Environmental Protection Agency Administrator Gina McCarthy on Wednesday ordered all the agency’s regions to stop field work in mines across the country in the wake of the Gold King Mine blowout last week, which sent 3 million gallons of heavy-metal contaminated sludge cascading down the Animas River, into Durango, across state lines and into two Native American reservations.
It is not clear how many mining cleanup sites this affects across the nation. The EPA had not respond to requests for comment as of Wednesday afternoon.
According to a news release, McCarthy sent a directive to regional administrators regarding ongoing field work at mines:
“While we continue to investigate the root causes of last week’s release of mining waste at the Gold King Mine in Colorado, we are instructing our Regions to immediately cease any field investigation work at mines including tailings facilities, unless there is imminent risk in a specific case.

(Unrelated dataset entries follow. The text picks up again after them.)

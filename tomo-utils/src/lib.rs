//! Utility library for the tomography simulator: convergence statistics and helpers that are
//! shared between the simulator and its reporting binaries.

pub mod convergence;
pub mod other;
// TOMO: Network Loss Tomography Simulation with Bernoulli Losses
// Copyright (C) 2024-2025 Roland Schmid <roschmi@ethz.ch> and Tibor Schneider <sctibor@ethz.ch>
//
// This program is free software: you can redistribute it and/or modify
// it under the terms of the GNU General Public License as published by
// the Free Software Foundation, either version 3 of the License, or
// (at your option) any later version.
//
// This program is distributed in the hope that it will be useful,
// but WITHOUT ANY WARRANTY; without even the implied warranty of
// MERCHANTABILITY or FITNESS FOR A PARTICULAR PURPOSE.  See the
// GNU General Public License for more details.
//
// You should have received a copy of the GNU General Public License
// along with this program.  If not, see <http://www.gnu.org/licenses/>.
//! Construction of the binary-tree topology and of the per-link drop probabilities.
use std::collections::BTreeMap;

use rand::Rng;
use rand_distr::{Distribution, Uniform};
use serde::{Deserialize, Serialize};

use crate::{
    config::{check_receivers, ConfigError},
    network::{Host, Link, Network, Role},
};

/// Drop probability of every tree link unless configured otherwise.
pub const DEFAULT_LOSS: f64 = 0.1;

/// Description of the drop probabilities of the links in the network.
///
/// Every link gets the default probability, or a value sampled uniformly from a range if one is
/// set. Single links can be overwritten by their heap index. The control link (index 0) always
/// has a drop probability of zero.
#[derive(Debug, Clone, PartialEq, Serialize, Deserialize)]
pub struct LinkLossBuilder {
    default: f64,
    range: Option<(f64, f64)>,
    exceptions: BTreeMap<usize, f64>,
}

impl Default for LinkLossBuilder {
    fn default() -> Self {
        Self::new()
    }
}

impl LinkLossBuilder {
    pub fn new() -> Self {
        Self {
            default: DEFAULT_LOSS,
            range: None,
            exceptions: Default::default(),
        }
    }

    /// Sets the default drop probability of all tree links.
    pub fn default_loss(mut self, alpha: f64) -> Self {
        self.default = alpha;
        self
    }

    /// Sample the drop probability of every tree link uniformly from `[low, high)`. This takes
    /// precedence over the default probability.
    pub fn uniform(mut self, low: f64, high: f64) -> Self {
        self.range = Some((low, high));
        self
    }

    /// Add an overwrite rule for the link with the given heap index.
    pub fn overwrite(mut self, link: usize, alpha: f64) -> Self {
        self.exceptions.insert(link, alpha);
        self
    }

    pub fn default_value(&self) -> f64 {
        self.default
    }

    /// Check that all probabilities lie in `[0, 1)` and that all overwrites address one of the
    /// `num_links` links.
    pub fn validate(&self, num_links: usize) -> Result<(), ConfigError> {
        if !(0.0..1.0).contains(&self.default) {
            return Err(ConfigError::InvalidDefaultLoss(self.default));
        }
        if let Some((low, high)) = self.range {
            if !(0.0..1.0).contains(&low) || !(0.0..=1.0).contains(&high) || low >= high {
                return Err(ConfigError::InvalidLossRange { low, high });
            }
        }
        for (&link, &alpha) in self.exceptions.iter() {
            if link >= num_links {
                return Err(ConfigError::LinkOutOfRange { link, num_links });
            }
            if link == 0 && alpha != 0.0 {
                return Err(ConfigError::ControlLinkLoss(alpha));
            }
            check_loss(link, alpha)?;
        }
        Ok(())
    }

    /// Generate the drop probability of each of the `num_links` links.
    pub fn generate<R: Rng + ?Sized>(
        &self,
        num_links: usize,
        rng: &mut R,
    ) -> Result<Vec<f64>, ConfigError> {
        self.validate(num_links)?;
        let uniform = self.range.map(|(low, high)| Uniform::new(low, high));
        Ok((0..num_links)
            .map(|i| {
                if i == 0 {
                    0.0
                } else if let Some(alpha) = self.exceptions.get(&i) {
                    *alpha
                } else if let Some(dist) = uniform.as_ref() {
                    dist.sample(rng)
                } else {
                    self.default
                }
            })
            .collect())
    }
}

fn check_loss(link: usize, alpha: f64) -> Result<(), ConfigError> {
    if (0.0..1.0).contains(&alpha) {
        Ok(())
    } else {
        Err(ConfigError::InvalidLoss { link, alpha })
    }
}

/// Builds the host and link arena of a complete binary tree with `num_receivers` leaves.
#[derive(Debug, Clone)]
pub struct TopologyBuilder {
    num_receivers: usize,
    losses: LinkLossBuilder,
}

impl TopologyBuilder {
    pub fn new(num_receivers: usize) -> Self {
        Self {
            num_receivers,
            losses: LinkLossBuilder::new(),
        }
    }

    pub fn losses(mut self, losses: LinkLossBuilder) -> Self {
        self.losses = losses;
        self
    }

    /// Build the network. The random number generator is only used if drop probabilities are
    /// sampled from a range.
    pub fn build<R: Rng + ?Sized>(self, rng: &mut R) -> Result<Network, ConfigError> {
        let n = check_receivers(self.num_receivers)?;
        let total_links = 2 * n;

        let links = self
            .losses
            .generate(total_links, rng)?
            .into_iter()
            .enumerate()
            .map(|(i, alpha)| Link::new(i, alpha))
            .collect::<Result<Vec<_>, _>>()?;

        // in a heap, the receivers are one half of the nodes
        let internal = (0..n).map(|i| match i {
            0 => Host::new("sender", 0, Role::Sender),
            i => Host::new(format!("router_{i}"), i, Role::Router),
        });
        let receivers = (0..n).map(|j| Host::new(format!("receiver_{}", j + 1), n + j, Role::Receiver));
        let mut hosts: Vec<Host> = internal.chain(receivers).collect();

        // connect the nodes, starting at the last router and working down to the sender
        for i in (0..n).rev() {
            if i == 0 {
                hosts[0].connect(1);
            } else {
                hosts[i].connect(2 * i);
                hosts[i].connect(2 * i + 1);
            }
        }

        log::debug!(
            "built a tree with {n} receivers, drop probabilities: {:?}",
            links.iter().map(Link::alpha).collect::<Vec<_>>()
        );

        Ok(Network::from_parts(hosts, links))
    }
}

#[cfg(test)]
mod test {
    use rand::{rngs::StdRng, SeedableRng};

    use super::*;
    use crate::config::SUPPORTED_RECEIVERS;

    #[test]
    fn tree_shape() {
        let mut rng = StdRng::seed_from_u64(0);
        for n in SUPPORTED_RECEIVERS {
            let net = TopologyBuilder::new(n).build(&mut rng).unwrap();
            assert_eq!(net.hosts().len(), 2 * n);
            assert_eq!(net.links().len(), 2 * n);
            for (i, host) in net.hosts().iter().enumerate() {
                assert_eq!(host.index(), i);
                assert_eq!(host.children().len(), host.role().num_children());
                let expected_role = match i {
                    0 => Role::Sender,
                    i if i < n => Role::Router,
                    _ => Role::Receiver,
                };
                assert_eq!(host.role(), expected_role);
                if host.role() == Role::Router {
                    assert_eq!(host.children(), &[2 * i, 2 * i + 1]);
                }
            }
            assert_eq!(net.host(0).children(), &[1]);
            assert_eq!(net.link(0).alpha(), 0.0);
            assert!(net.links()[1..].iter().all(|l| l.alpha() == DEFAULT_LOSS));
        }
    }

    #[test]
    fn names() {
        let mut rng = StdRng::seed_from_u64(0);
        let net = TopologyBuilder::new(4).build(&mut rng).unwrap();
        let names: Vec<_> = net.hosts().iter().map(|h| h.name()).collect();
        assert_eq!(
            names,
            [
                "sender",
                "router_1",
                "router_2",
                "router_3",
                "receiver_1",
                "receiver_2",
                "receiver_3",
                "receiver_4"
            ]
        );
    }

    #[test]
    fn unsupported_sizes() {
        let mut rng = StdRng::seed_from_u64(0);
        for n in [0, 1, 3, 6, 100, 256] {
            assert!(matches!(
                TopologyBuilder::new(n).build(&mut rng),
                Err(ConfigError::UnsupportedReceivers(_))
            ));
        }
    }

    #[test]
    fn overwrites() {
        let mut rng = StdRng::seed_from_u64(0);
        let losses = LinkLossBuilder::new()
            .default_loss(0.05)
            .overwrite(3, 0.2)
            .overwrite(0, 0.0);
        let net = TopologyBuilder::new(4).losses(losses).build(&mut rng).unwrap();
        assert_eq!(net.link(0).alpha(), 0.0);
        assert_eq!(net.link(3).alpha(), 0.2);
        assert_eq!(net.link(2).alpha(), 0.05);
    }

    #[test]
    fn uniform_losses() {
        let mut rng = StdRng::seed_from_u64(7);
        let losses = LinkLossBuilder::new().uniform(0.01, 0.05).overwrite(2, 0.3);
        let alphas = losses.generate(16, &mut rng).unwrap();
        assert_eq!(alphas[0], 0.0);
        assert_eq!(alphas[2], 0.3);
        assert!(alphas
            .iter()
            .enumerate()
            .filter(|(i, _)| *i != 0 && *i != 2)
            .all(|(_, a)| (0.01..0.05).contains(a)));

        // same seed, same losses
        let mut rng = StdRng::seed_from_u64(7);
        assert_eq!(losses.generate(16, &mut rng).unwrap(), alphas);
    }

    #[test]
    fn invalid_losses() {
        let mut rng = StdRng::seed_from_u64(0);
        assert!(matches!(
            LinkLossBuilder::new().default_loss(1.0).generate(4, &mut rng),
            Err(ConfigError::InvalidDefaultLoss(_))
        ));
        assert!(matches!(
            LinkLossBuilder::new().overwrite(0, 0.1).generate(4, &mut rng),
            Err(ConfigError::ControlLinkLoss(_))
        ));
        assert!(matches!(
            LinkLossBuilder::new().overwrite(4, 0.1).generate(4, &mut rng),
            Err(ConfigError::LinkOutOfRange {
                link: 4,
                num_links: 4
            })
        ));
        assert!(matches!(
            LinkLossBuilder::new().uniform(0.2, 0.1).generate(4, &mut rng),
            Err(ConfigError::InvalidLossRange { .. })
        ));
    }
}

“We are in the process of initiating an independent assessment by a sister federal agency or another external entity to examine the factors that led to last week’s incident.
“Based on the outcome from that assessment, we will determine what actions may be necessary to avoid similar incidents at other sites.
“While we stand down on existing field investigations and assessments at these mining sites, we also are instructing our Regions to identify existing sites with similarities to the Gold King Mine site and to identify any immediate threats and consider appropriate response actions.”